« (...) Há mais mulheres do que homens com formação superior em Portugal; no entanto, os quadros superiores femininos continuavam, em 2018, a ganhar em média menos 26,1% do que os masculinos, ao passo que a remuneração-base média das mulheres continuava a representar apenas cerca de 85% da dos homens. (...)»

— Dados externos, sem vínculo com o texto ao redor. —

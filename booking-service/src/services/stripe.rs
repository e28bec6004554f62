//! Stripe payment processor client.
//!
//! Implements the invoice operations the reconciler needs: fetch, void,
//! create, add line items, issue credit notes, finalize, and send. Every
//! call is scoped to the organization's Connect sub-account via the
//! `Stripe-Account` header, and the HTTP client carries a bounded timeout
//! so a processor outage surfaces as an error instead of hanging.

use crate::config::StripeConfig;
use reqwest::{Client, RequestBuilder};
use secrecy::ExposeSecret;
use serde::Deserialize;
use serde::de::DeserializeOwned;
use std::collections::HashMap;
use std::time::Duration;
use thiserror::Error;

const STRIPE_ACCOUNT_HEADER: &str = "Stripe-Account";

#[derive(Debug, Error)]
pub enum StripeError {
    #[error("stripe rejected the request ({status}): {code}: {message}")]
    Api {
        status: u16,
        code: String,
        message: String,
    },

    #[error("stripe request failed: {0}")]
    Transport(#[from] reqwest::Error),

    #[error("unexpected stripe response body: {0}")]
    Decode(#[from] serde_json::Error),
}

/// Stripe invoice, reduced to the fields this subsystem reads.
/// All amounts are in the currency's minor unit.
#[derive(Debug, Clone, Deserialize)]
pub struct InvoiceObject {
    pub id: String,
    pub status: String,
    pub customer: String,
    pub currency: String,
    #[serde(default)]
    pub total: i64,
    #[serde(default)]
    pub amount_paid: i64,
    #[serde(default)]
    pub amount_due: i64,
    #[serde(default)]
    pub hosted_invoice_url: Option<String>,
    #[serde(default)]
    pub metadata: HashMap<String, String>,
}

#[derive(Debug, Clone, Deserialize)]
pub struct InvoiceItemObject {
    pub id: String,
    pub amount: i64,
    pub currency: String,
    #[serde(default)]
    pub description: Option<String>,
    #[serde(default)]
    pub invoice: Option<String>,
}

#[derive(Debug, Clone, Deserialize)]
pub struct CreditNoteObject {
    pub id: String,
    pub amount: i64,
    pub invoice: String,
    #[serde(default)]
    pub memo: Option<String>,
}

#[derive(Debug, Deserialize)]
struct ErrorEnvelope {
    error: ErrorDetail,
}

#[derive(Debug, Deserialize)]
struct ErrorDetail {
    #[serde(rename = "type", default)]
    kind: Option<String>,
    #[serde(default)]
    code: Option<String>,
    #[serde(default)]
    message: String,
}

fn parse_error_body(body: &str) -> (String, String) {
    match serde_json::from_str::<ErrorEnvelope>(body) {
        Ok(envelope) => {
            let code = envelope
                .error
                .code
                .or(envelope.error.kind)
                .unwrap_or_else(|| "unknown".to_string());
            (code, envelope.error.message)
        }
        Err(_) => ("unknown".to_string(), body.to_string()),
    }
}

#[derive(Clone)]
pub struct StripeClient {
    client: Client,
    config: StripeConfig,
}

impl StripeClient {
    pub fn new(config: StripeConfig) -> anyhow::Result<Self> {
        let client = Client::builder()
            .timeout(Duration::from_secs(config.timeout_seconds))
            .build()?;
        Ok(Self { client, config })
    }

    /// Check if Stripe is configured (a secret key is set).
    pub fn is_configured(&self) -> bool {
        !self.config.secret_key.expose_secret().is_empty()
    }

    pub async fn get_invoice(
        &self,
        account: &str,
        invoice_id: &str,
    ) -> Result<InvoiceObject, StripeError> {
        let url = format!("{}/invoices/{}", self.config.api_base_url, invoice_id);
        self.execute(account, self.client.get(&url), "get_invoice")
            .await
    }

    /// Create an invoice in draft state. `auto_advance` stays off so the
    /// reconciler controls when it finalizes.
    pub async fn create_invoice(
        &self,
        account: &str,
        customer: &str,
        currency: &str,
        description: Option<&str>,
        metadata: &[(&str, String)],
    ) -> Result<InvoiceObject, StripeError> {
        let mut params: Vec<(String, String)> = vec![
            ("customer".to_string(), customer.to_string()),
            ("currency".to_string(), currency.to_string()),
            ("auto_advance".to_string(), "false".to_string()),
            ("collection_method".to_string(), "send_invoice".to_string()),
            ("days_until_due".to_string(), "30".to_string()),
        ];
        if let Some(description) = description {
            params.push(("description".to_string(), description.to_string()));
        }
        for (key, value) in metadata {
            params.push((format!("metadata[{}]", key), value.clone()));
        }

        let url = format!("{}/invoices", self.config.api_base_url);
        let invoice: InvoiceObject = self
            .execute(account, self.client.post(&url).form(&params), "create_invoice")
            .await?;
        tracing::info!(
            invoice_id = %invoice.id,
            customer = %customer,
            "Stripe invoice created"
        );
        Ok(invoice)
    }

    /// Add a line item to a draft invoice. `amount_minor` may be negative
    /// for quantity decreases.
    pub async fn create_invoice_item(
        &self,
        account: &str,
        customer: &str,
        invoice_id: &str,
        amount_minor: i64,
        currency: &str,
        description: &str,
    ) -> Result<InvoiceItemObject, StripeError> {
        let params = [
            ("customer", customer.to_string()),
            ("invoice", invoice_id.to_string()),
            ("amount", amount_minor.to_string()),
            ("currency", currency.to_string()),
            ("description", description.to_string()),
        ];
        let url = format!("{}/invoiceitems", self.config.api_base_url);
        self.execute(
            account,
            self.client.post(&url).form(&params),
            "create_invoice_item",
        )
        .await
    }

    /// Credit a previously paid amount back to the customer, referencing
    /// the invoice the payment was made against.
    pub async fn create_credit_note(
        &self,
        account: &str,
        invoice_id: &str,
        amount_minor: i64,
        memo: Option<&str>,
    ) -> Result<CreditNoteObject, StripeError> {
        let mut params = vec![
            ("invoice", invoice_id.to_string()),
            ("amount", amount_minor.to_string()),
        ];
        if let Some(memo) = memo {
            params.push(("memo", memo.to_string()));
        }
        let url = format!("{}/credit_notes", self.config.api_base_url);
        let note: CreditNoteObject = self
            .execute(
                account,
                self.client.post(&url).form(&params),
                "create_credit_note",
            )
            .await?;
        tracing::info!(
            credit_note_id = %note.id,
            invoice_id = %invoice_id,
            amount = amount_minor,
            "Stripe credit note issued"
        );
        Ok(note)
    }

    pub async fn finalize_invoice(
        &self,
        account: &str,
        invoice_id: &str,
    ) -> Result<InvoiceObject, StripeError> {
        let url = format!(
            "{}/invoices/{}/finalize",
            self.config.api_base_url, invoice_id
        );
        self.execute(account, self.client.post(&url), "finalize_invoice")
            .await
    }

    pub async fn void_invoice(
        &self,
        account: &str,
        invoice_id: &str,
    ) -> Result<InvoiceObject, StripeError> {
        let url = format!("{}/invoices/{}/void", self.config.api_base_url, invoice_id);
        let invoice: InvoiceObject = self
            .execute(account, self.client.post(&url), "void_invoice")
            .await?;
        tracing::info!(invoice_id = %invoice.id, "Stripe invoice voided");
        Ok(invoice)
    }

    pub async fn send_invoice(
        &self,
        account: &str,
        invoice_id: &str,
    ) -> Result<InvoiceObject, StripeError> {
        let url = format!("{}/invoices/{}/send", self.config.api_base_url, invoice_id);
        self.execute(account, self.client.post(&url), "send_invoice")
            .await
    }

    async fn execute<T: DeserializeOwned>(
        &self,
        account: &str,
        request: RequestBuilder,
        operation: &'static str,
    ) -> Result<T, StripeError> {
        let response = request
            .basic_auth(self.config.secret_key.expose_secret(), None::<&str>)
            .header(STRIPE_ACCOUNT_HEADER, account)
            .send()
            .await
            .map_err(|err| {
                super::metrics::record_processor_call(operation, "transport_error");
                err
            })?;

        let status = response.status();
        let body = response.text().await?;

        tracing::debug!(status = %status, operation = operation, "Stripe response");

        if status.is_success() {
            super::metrics::record_processor_call(operation, "ok");
            Ok(serde_json::from_str(&body)?)
        } else {
            super::metrics::record_processor_call(operation, "api_error");
            let (code, message) = parse_error_body(&body);
            tracing::error!(
                status = %status,
                code = %code,
                message = %message,
                operation = operation,
                "Stripe request failed"
            );
            Err(StripeError::Api {
                status: status.as_u16(),
                code,
                message,
            })
        }
    }
}

#[cfg(test)]
mod tests {
    use super::*;
    use secrecy::Secret;
    use serde_json::json;
    use wiremock::matchers::{header, method, path};
    use wiremock::{Mock, MockServer, ResponseTemplate};

    fn test_config(base_url: &str) -> StripeConfig {
        StripeConfig {
            secret_key: Secret::new("sk_test_123".to_string()),
            api_base_url: base_url.to_string(),
            timeout_seconds: 5,
            send_invoices: false,
        }
    }

    #[test]
    fn error_body_parsing_prefers_code_then_type() {
        let body = r#"{"error":{"type":"invalid_request_error","code":"invoice_not_editable","message":"This invoice is finalized."}}"#;
        let (code, message) = parse_error_body(body);
        assert_eq!(code, "invoice_not_editable");
        assert_eq!(message, "This invoice is finalized.");

        let no_code = r#"{"error":{"type":"api_error","message":"Something went wrong."}}"#;
        let (code, _) = parse_error_body(no_code);
        assert_eq!(code, "api_error");
    }

    #[test]
    fn error_body_parsing_falls_back_to_raw_body() {
        let (code, message) = parse_error_body("upstream proxy timeout");
        assert_eq!(code, "unknown");
        assert_eq!(message, "upstream proxy timeout");
    }

    #[test]
    fn invoice_object_tolerates_missing_optional_fields() {
        let body = json!({
            "id": "in_123",
            "status": "draft",
            "customer": "cus_9",
            "currency": "usd"
        });
        let invoice: InvoiceObject = serde_json::from_value(body).unwrap();
        assert_eq!(invoice.total, 0);
        assert!(invoice.hosted_invoice_url.is_none());
        assert!(invoice.metadata.is_empty());
    }

    #[test]
    fn is_configured_requires_a_secret_key() {
        let client = StripeClient::new(test_config("https://api.stripe.com/v1")).unwrap();
        assert!(client.is_configured());

        let empty = StripeConfig {
            secret_key: Secret::new(String::new()),
            api_base_url: "https://api.stripe.com/v1".to_string(),
            timeout_seconds: 5,
            send_invoices: false,
        };
        let client = StripeClient::new(empty).unwrap();
        assert!(!client.is_configured());
    }

    #[tokio::test]
    async fn get_invoice_scopes_the_call_to_the_sub_account() {
        let server = MockServer::start().await;
        Mock::given(method("GET"))
            .and(path("/v1/invoices/in_123"))
            .and(header("Stripe-Account", "acct_42"))
            .respond_with(ResponseTemplate::new(200).set_body_json(json!({
                "id": "in_123",
                "status": "open",
                "customer": "cus_9",
                "currency": "usd",
                "total": 20000,
                "amount_paid": 5000,
                "amount_due": 15000
            })))
            .expect(1)
            .mount(&server)
            .await;

        let client = StripeClient::new(test_config(&format!("{}/v1", server.uri()))).unwrap();
        let invoice = client.get_invoice("acct_42", "in_123").await.unwrap();

        assert_eq!(invoice.status, "open");
        assert_eq!(invoice.amount_paid, 5000);
    }

    #[tokio::test]
    async fn api_errors_surface_status_and_code() {
        let server = MockServer::start().await;
        Mock::given(method("POST"))
            .and(path("/v1/invoices/in_123/void"))
            .respond_with(ResponseTemplate::new(402).set_body_json(json!({
                "error": {
                    "type": "invalid_request_error",
                    "code": "invoice_already_voided",
                    "message": "Invoice is already void."
                }
            })))
            .mount(&server)
            .await;

        let client = StripeClient::new(test_config(&format!("{}/v1", server.uri()))).unwrap();
        let err = client.void_invoice("acct_42", "in_123").await.unwrap_err();

        match err {
            StripeError::Api { status, code, .. } => {
                assert_eq!(status, 402);
                assert_eq!(code, "invoice_already_voided");
            }
            other => panic!("expected Api error, got {:?}", other),
        }
    }
}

No Bom Dia Portugal (RTP) da passada sexta-feira [05/02/2021], escutei que Portugal se encontra abaixo da média da União Europeia relativamente à percentagem de mulheres em lugares de topo, de acordo com o Índice de Biodiversidade de Género 2020 (European Institute for Gender Equality). A peça incluiu uma excelente entrevista a Mariana Branquinho, consultora de recursos humanos, que expôs razões para a situação portuguesa e destacou os países do norte da Europa, especialmente a Noruega, como os que garantem maior igualdade no acesso das mulheres a posições de topo na sociedade, sobretudo devido aos elevados índices de literacia daqueles países, que são ricos, desenvolvidos e com democracias consolidadas.

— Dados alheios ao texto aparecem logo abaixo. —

#[async_trait]
impl TransactionStore for InMemoryStore {
    async fn get(&self, org_id: &str, id: Uuid) -> Result<Option<Transaction>, BookingError> {
        Ok(self
            .transactions
            .lock()
            .unwrap()
            .get(&id)
            .filter(|t| t.org_id == org_id)
            .cloned())
    }

    async fn find_by_ids(
        &self,
        org_id: &str,
        ids: &[Uuid],
    ) -> Result<Vec<Transaction>, BookingError> {
        Ok(self
            .transactions
            .lock()
            .unwrap()
            .values()
            .filter(|t| t.org_id == org_id && ids.contains(&t.id))
            .cloned()
            .collect())
    }

    async fn rewrite_slot_items(
        &self,
        org_id: &str,
        id: Uuid,
        old_start: DateTime,
        new_start: DateTime,
        duration_minutes: Option<i64>,
    ) -> Result<bool, BookingError> {
        let mut transactions = self.transactions.lock().unwrap();
        let Some(transaction) = transactions.get_mut(&id).filter(|t| t.org_id == org_id) else {
            return Ok(false);
        };
        let mut rewritten = false;
        for item in &mut transaction.items {
            if item.slot_start == Some(old_start) {
                item.slot_start = Some(new_start);
                if let Some(duration) = duration_minutes {
                    item.duration_minutes = Some(duration);
                }
                rewritten = true;
            }
        }
        Ok(rewritten)
    }

    async fn apply_reconciliation(
        &self,
        org_id: &str,
        id: Uuid,
        mirror: &InvoiceMirror,
        adjustment: &BookingAdjustment,
    ) -> Result<(), BookingError> {
        let mut transactions = self.transactions.lock().unwrap();
        let transaction = transactions
            .get_mut(&id)
            .filter(|t| t.org_id == org_id)
            .ok_or_else(|| BookingError::NotFound(format!("transaction {}", id)))?;
        transaction.invoice_id = Some(mirror.invoice_id.clone());
        transaction.invoice_status = Some(mirror.status);
        transaction.invoice_url = mirror.url.clone();
        transaction.total = to_major_units(mirror.total_minor);
        transaction.amount_due = to_major_units(mirror.amount_due_minor);
        transaction.booking_adjustments.push(adjustment.clone());
        Ok(())
    }

    async fn mark_cancelled(
        &self,
        org_id: &str,
        id: Uuid,
        adjustment: &BookingAdjustment,
        invoice_voided: bool,
    ) -> Result<(), BookingError> {
        let mut transactions = self.transactions.lock().unwrap();
        let transaction = transactions
            .get_mut(&id)
            .filter(|t| t.org_id == org_id)
            .ok_or_else(|| BookingError::NotFound(format!("transaction {}", id)))?;
        transaction.status = TransactionStatus::Cancelled;
        if invoice_voided {
            transaction.invoice_status = Some(InvoiceStatus::Void);
        }
        transaction.amount_due = 0.0;
        transaction.booking_adjustments.push(adjustment.clone());
        Ok(())
    }
}

#[async_trait]
impl FulfillmentStore for InMemoryStore {
    async fn cancel_for_transactions(
        &self,
        org_id: &str,
        location_id: &str,
        transaction_ids: &[Uuid],
    ) -> Result<u64, BookingError> {
        let mut fulfillments = self.fulfillments.lock().unwrap();
        let mut cancelled = 0u64;
        for order in fulfillments.iter_mut() {
            if order.org_id == org_id
                && order.location_id == location_id
                && transaction_ids.contains(&order.transaction_id)
                && order.status != FulfillmentStatus::Cancelled
            {
                order.status = FulfillmentStatus::Cancelled;
                order.updated_at = DateTime::now();
                cancelled += 1;
            }
        }
        Ok(cancelled)
    }
}

/// Schedule store standing in for a concurrent writer bumping the
/// aggregate version between this operation's read and its save: reads
/// pass through, and only the first `saves_allowed` saves succeed.
pub struct ContendedScheduleStore {
    inner: Arc<InMemoryStore>,
    saves_allowed: Mutex<u32>,
}

impl ContendedScheduleStore {
    pub fn new(inner: Arc<InMemoryStore>, saves_allowed: u32) -> Arc<Self> {
        Arc::new(Self {
            inner,
            saves_allowed: Mutex::new(saves_allowed),
        })
    }
}
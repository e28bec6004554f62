use service_core::error::AppError;
use thiserror::Error;

/// Domain errors of the booking lifecycle engine. Handlers convert these
/// into HTTP responses through the `AppError` mapping below.
#[derive(Debug, Error)]
pub enum BookingError {
    #[error("{0} not found")]
    NotFound(String),

    #[error("capacity exceeded: requested {requested}, available {available}")]
    CapacityExceeded { available: u32, requested: u32 },

    #[error("the requested slot has no participants to reschedule")]
    NothingToReschedule,

    #[error("the requested slot has nothing to cancel")]
    NothingToCancel,

    #[error("invoice {invoice_id} is {status} and cannot be adjusted")]
    InvoiceImmutable { invoice_id: String, status: String },

    #[error("payment processor request failed: {0}")]
    Processor(String),

    #[error("the booking was modified concurrently, retry the operation")]
    Conflict,

    #[error(transparent)]
    Storage(#[from] anyhow::Error),
}

impl BookingError {
    /// Stable label for the operation outcome metric.
    pub fn metric_label(&self) -> &'static str {
        match self {
            BookingError::NotFound(_) => "not_found",
            BookingError::CapacityExceeded { .. } => "capacity_exceeded",
            BookingError::NothingToReschedule => "nothing_to_reschedule",
            BookingError::NothingToCancel => "nothing_to_cancel",
            BookingError::InvoiceImmutable { .. } => "invoice_immutable",
            BookingError::Processor(_) => "processor_error",
            BookingError::Conflict => "conflict",
            BookingError::Storage(_) => "storage_error",
        }
    }
}

impl From<crate::services::stripe::StripeError> for BookingError {
    fn from(err: crate::services::stripe::StripeError) -> Self {
        BookingError::Processor(err.to_string())
    }
}

impl From<mongodb::error::Error> for BookingError {
    fn from(err: mongodb::error::Error) -> Self {
        BookingError::Storage(anyhow::Error::new(err))
    }
}

impl From<mongodb::bson::ser::Error> for BookingError {
    fn from(err: mongodb::bson::ser::Error) -> Self {
        BookingError::Storage(anyhow::Error::new(err))
    }
}

impl From<BookingError> for AppError {
    fn from(err: BookingError) -> Self {
        let message = err.to_string();
        match err {
            BookingError::NotFound(_) => AppError::NotFound(anyhow::anyhow!(message)),
            BookingError::CapacityExceeded { .. }
            | BookingError::NothingToReschedule
            | BookingError::NothingToCancel => AppError::BadRequest(anyhow::anyhow!(message)),
            BookingError::InvoiceImmutable { .. } => AppError::Conflict(anyhow::anyhow!(
                "{}; the booking change was kept, billing must be adjusted manually",
                message
            )),
            BookingError::Processor(_) => AppError::BadGateway(message),
            BookingError::Conflict => AppError::Conflict(anyhow::anyhow!(message)),
            BookingError::Storage(inner) => AppError::DatabaseError(inner),
        }
    }
}
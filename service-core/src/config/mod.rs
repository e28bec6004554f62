use crate::error::AppError;
use config::{Config as Cfg, File};
use serde::Deserialize;

/// Settings every service shares: where to bind the HTTP listener.
/// Service-specific settings live in each service's own config module.
#[derive(Debug, Deserialize, Clone)]
pub struct Config {
    #[serde(default = "default_host")]
    pub host: String,
    #[serde(default = "default_port")]
    pub port: u16,
}

fn default_host() -> String {
    "0.0.0.0".to_string()
}

fn default_port() -> u16 {
    8080
}

impl Config {
    pub fn load() -> Result<Self, AppError> {
        dotenvy::dotenv().ok();

        let config = Cfg::builder()
            .add_source(File::with_name("configuration").required(false))
            .add_source(config::Environment::with_prefix("APP").separator("__"))
            .build()?;

        Ok(config.try_deserialize()?)
    }

    pub fn bind_address(&self) -> String {
        format!("{}:{}", self.host, self.port)
    }
}
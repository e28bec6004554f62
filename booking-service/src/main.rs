//! Booking service entry point.

use booking_service::config::BookingConfig;
use booking_service::services::init_metrics;
use booking_service::Application;
use service_core::observability::init_tracing;
use tokio::signal;

async fn shutdown_signal() {
    let ctrl_c = async {
        signal::ctrl_c()
            .await
            .expect("Failed to install Ctrl+C handler");
    };

    #[cfg(unix)]
    let terminate = async {
        signal::unix::signal(signal::unix::SignalKind::terminate())
            .expect("Failed to install SIGTERM handler")
            .recv()
            .await;
    };

    #[cfg(not(unix))]
    let terminate = std::future::pending::<()>();

    tokio::select! {
        _ = ctrl_c => {},
        _ = terminate => {},
    }

    tracing::info!("Shutdown signal received, starting graceful shutdown");
}

#[tokio::main]
async fn main() -> std::io::Result<()> {
    let config = BookingConfig::from_env().map_err(|e| {
        eprintln!("Failed to load configuration: {}", e);
        std::io::Error::other(format!("Configuration error: {}", e))
    })?;

    init_tracing(
        &config.service_name,
        &config.log_level,
        config.otlp_endpoint.as_deref(),
    );

    tracing::info!(
        version = env!("CARGO_PKG_VERSION"),
        "Starting booking-service"
    );

    init_metrics();

    tracing::info!(
        service_name = %config.service_name,
        http_port = %config.common.port,
        db_name = %config.database.db_name,
        stripe_api = %config.stripe.api_base_url,
        stripe_timeout_seconds = %config.stripe.timeout_seconds,
        send_invoices = %config.stripe.send_invoices,
        "Configuration loaded"
    );

    let app = Application::build(config).await.map_err(|e| {
        tracing::error!(error = %e, "Failed to build application");
        std::io::Error::other(format!("Application build error: {}", e))
    })?;

    tokio::select! {
        result = app.run_until_stopped() => {
            if let Err(e) = result {
                tracing::error!(error = %e, "Application error");
                return Err(std::io::Error::other(format!("Application error: {}", e)));
            }
        }
        _ = shutdown_signal() => {
            tracing::info!("Graceful shutdown initiated");
        }
    }

    tracing::info!("Service shutdown complete");
    Ok(())
}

Entre as razões geralmente apontadas para estes elevados índices destaca-se o impacto da Reforma Protestante nessa região. A rutura do mundo cristão, desencadeada por Martinho Lutero na Alemanha do início do século XVI, conduziu a uma prática baseada na interiorização da religião pela leitura dos textos religiosos, pelo que o esforço reformista de evangelização foi acompanhado de um intenso esforço de alfabetização. Em artigo de 1999 ("Alfabetização e escola em Portugal no século XX"), António Candeias e Eduarda Simões compararam os índices de alfabetização de conjuntos de países europeus em 1850, 1900 e 1950, verificando que Portugal ocupava a pior posição ainda em 1950 e apontando não só a religião como causa do sucesso dos países do norte da Europa, mas também fatores de natureza económica, tecnológica e política.

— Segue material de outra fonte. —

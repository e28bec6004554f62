pub mod metrics;
pub mod tracing;

pub use metrics::metrics_middleware;
pub use tracing::{REQUEST_ID_HEADER, request_id_middleware};
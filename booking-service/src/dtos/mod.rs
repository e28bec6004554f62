//! Request/response shapes for the booking HTTP surface.
//!
//! Requests carry RFC 3339 datetimes and major-unit prices; handlers
//! convert to the bson datetimes and minor units the engine works in.

use crate::models::{
    to_major_units, to_minor_units, BookingAdjustment, ParticipantEntry, Transaction,
};
use crate::services::BookingSnapshot;
use chrono::{DateTime, Utc};
use serde::{Deserialize, Serialize};
use uuid::Uuid;
use validator::Validate;

#[derive(Debug, Deserialize)]
pub struct BookingQuery {
    pub schedule_id: Uuid,
    pub start: DateTime<Utc>,
}

#[derive(Debug, Deserialize, Validate)]
pub struct RescheduleRequest {
    pub schedule_id: Uuid,
    pub old_start: DateTime<Utc>,
    pub new_start: DateTime<Utc>,
    #[validate(range(min = 1, max = 1440))]
    pub duration_minutes: Option<i64>,
    #[validate(range(min = 1))]
    pub new_quantity: Option<u32>,
    /// Major units; converted once at this boundary.
    #[validate(range(min = 0.0))]
    pub price_per_participant: Option<f64>,
}

impl RescheduleRequest {
    pub fn price_per_participant_minor(&self) -> Option<i64> {
        self.price_per_participant.map(to_minor_units)
    }
}

#[derive(Debug, Serialize)]
pub struct RescheduleResponse {
    pub success: bool,
    pub new_start: DateTime<Utc>,
    pub quantity_changed: bool,
}

#[derive(Debug, Deserialize, Validate)]
pub struct CancelRequest {
    pub schedule_id: Uuid,
    pub start: DateTime<Utc>,
}

#[derive(Debug, Serialize)]
pub struct CancelResponse {
    pub success: bool,
    pub cancelled_transactions: u64,
    pub cancelled_orders: u64,
}

#[derive(Debug, Serialize)]
pub struct ParticipantView {
    pub id: Uuid,
    pub display_name: String,
    pub customer_id: Option<String>,
    pub company_id: Option<String>,
    pub transaction_id: Uuid,
    pub price: f64,
    pub status: String,
}

impl From<&ParticipantEntry> for ParticipantView {
    fn from(entry: &ParticipantEntry) -> Self {
        Self {
            id: entry.id,
            display_name: entry.display_name.clone(),
            customer_id: entry.customer_id.clone(),
            company_id: entry.company_id.clone(),
            transaction_id: entry.transaction_id,
            price: to_major_units(entry.price_minor),
            status: entry.status.as_str().to_string(),
        }
    }
}

#[derive(Debug, Serialize)]
pub struct AdjustmentView {
    pub at: DateTime<Utc>,
    pub kind: String,
    pub previous_quantity: u32,
    pub new_quantity: u32,
    pub amount_delta: f64,
    pub previous_total: f64,
    pub new_total: f64,
    pub actor: String,
    pub invoice_id: Option<String>,
    pub previous_invoice_id: Option<String>,
}

impl From<&BookingAdjustment> for AdjustmentView {
    fn from(adjustment: &BookingAdjustment) -> Self {
        Self {
            at: adjustment.at.to_chrono(),
            kind: adjustment.kind.as_str().to_string(),
            previous_quantity: adjustment.previous_quantity,
            new_quantity: adjustment.new_quantity,
            amount_delta: to_major_units(adjustment.amount_delta_minor),
            previous_total: to_major_units(adjustment.previous_total_minor),
            new_total: to_major_units(adjustment.new_total_minor),
            actor: adjustment.actor.clone(),
            invoice_id: adjustment.invoice_id.clone(),
            previous_invoice_id: adjustment.previous_invoice_id.clone(),
        }
    }
}

#[derive(Debug, Serialize)]
pub struct TransactionView {
    pub id: Uuid,
    pub status: String,
    pub currency: String,
    pub total: f64,
    pub amount_due: f64,
    pub invoice_id: Option<String>,
    pub invoice_status: Option<String>,
    pub invoice_url: Option<String>,
    pub adjustments: Vec<AdjustmentView>,
}

impl From<&Transaction> for TransactionView {
    fn from(transaction: &Transaction) -> Self {
        Self {
            id: transaction.id,
            status: transaction.status.as_str().to_string(),
            currency: transaction.currency.clone(),
            total: transaction.total,
            amount_due: transaction.amount_due,
            invoice_id: transaction.invoice_id.clone(),
            invoice_status: transaction.invoice_status.map(|s| s.as_str().to_string()),
            invoice_url: transaction.invoice_url.clone(),
            adjustments: transaction
                .booking_adjustments
                .iter()
                .map(AdjustmentView::from)
                .collect(),
        }
    }
}

#[derive(Debug, Serialize)]
pub struct BookingView {
    pub schedule_id: Uuid,
    pub schedule_name: String,
    pub location_id: String,
    pub start: DateTime<Utc>,
    pub duration_minutes: i64,
    pub label: Option<String>,
    pub capacity: u32,
    pub available: u32,
    pub participants: Vec<ParticipantView>,
    pub total_amount: f64,
    pub total_amount_due: f64,
    pub transactions: Vec<TransactionView>,
}

impl From<BookingSnapshot> for BookingView {
    fn from(snapshot: BookingSnapshot) -> Self {
        let total_amount = snapshot.transactions.iter().map(|t| t.total).sum();
        let total_amount_due = snapshot.transactions.iter().map(|t| t.amount_due).sum();
        Self {
            schedule_id: snapshot.schedule.id,
            schedule_name: snapshot.schedule.name.clone(),
            location_id: snapshot.location_id,
            start: snapshot.slot.start.to_chrono(),
            duration_minutes: snapshot.slot.duration_minutes,
            label: snapshot.slot.label.clone(),
            capacity: snapshot.schedule.capacity,
            available: snapshot.slot.available,
            participants: snapshot
                .slot
                .participants
                .iter()
                .map(ParticipantView::from)
                .collect(),
            total_amount,
            total_amount_due,
            transactions: snapshot
                .transactions
                .iter()
                .map(TransactionView::from)
                .collect(),
        }
    }
}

O referido atraso português ajuda a compreender porque Portugal apenas seja ultrapassado por Malta no recorde de país europeu com pior índice de alfabetização e, segundo dados de 2018 do Instituto de Estatística da UNESCO, seja um país onde apenas 95% das mulheres acima dos 15 anos são alfabetizadas. É certo que, de acordo com dados da Pordata, Portugal desceu dos 18,6% de analfabetos em 1981 para os 5,2% em 2011 e subiu de 6,8% de população no ensino superior em 2001 para 19,6% em 2019. Evoluímos muito, sim, mas Roma e Pavia não se fizeram num dia. Temos um longo caminho a percorrer para acompanhar os países mais desenvolvidos da Europa e, quando esta pandemia acabar, constataremos que esse caminho se tornou mais difícil e sinuoso.
Ainda segundo a Pordata, a percentagem de mulheres com diplomas do ensino superior era de 58,5% em 2019 e a de mulheres com doutoramento de 53,5% em 2015. Há portanto mais mulheres do que homens com formação superior em Portugal; no entanto, os quadros superiores femininos continuavam, em 2018, a ganhar em média menos 26,1% do que os masculinos, ao passo que a remuneração-base média das mulheres continuava a representar apenas cerca de 85% da dos homens.
Não é só a literacia que explica estas iniquidades. A cultura empresarial e institucional dominante, a dificuldade de acesso ao trabalho por mulheres em idade fértil, o descarado e impune desrespeito pelas leis laborais, sobretudo no setor privado, e a sociedade predominantemente machista em que vivemos são também razões a ser apontadas e combatidas com determinação. Não haverá incentivo eficaz à natalidade sem que estes problemas sejam resolvidos. Mas a educação é e continuará a ser o alicerce da democracia e do pleno desenvolvimento do nosso país.
Artigo publicado no Diário de Notícias no dia 10 de fevereiro de 2021.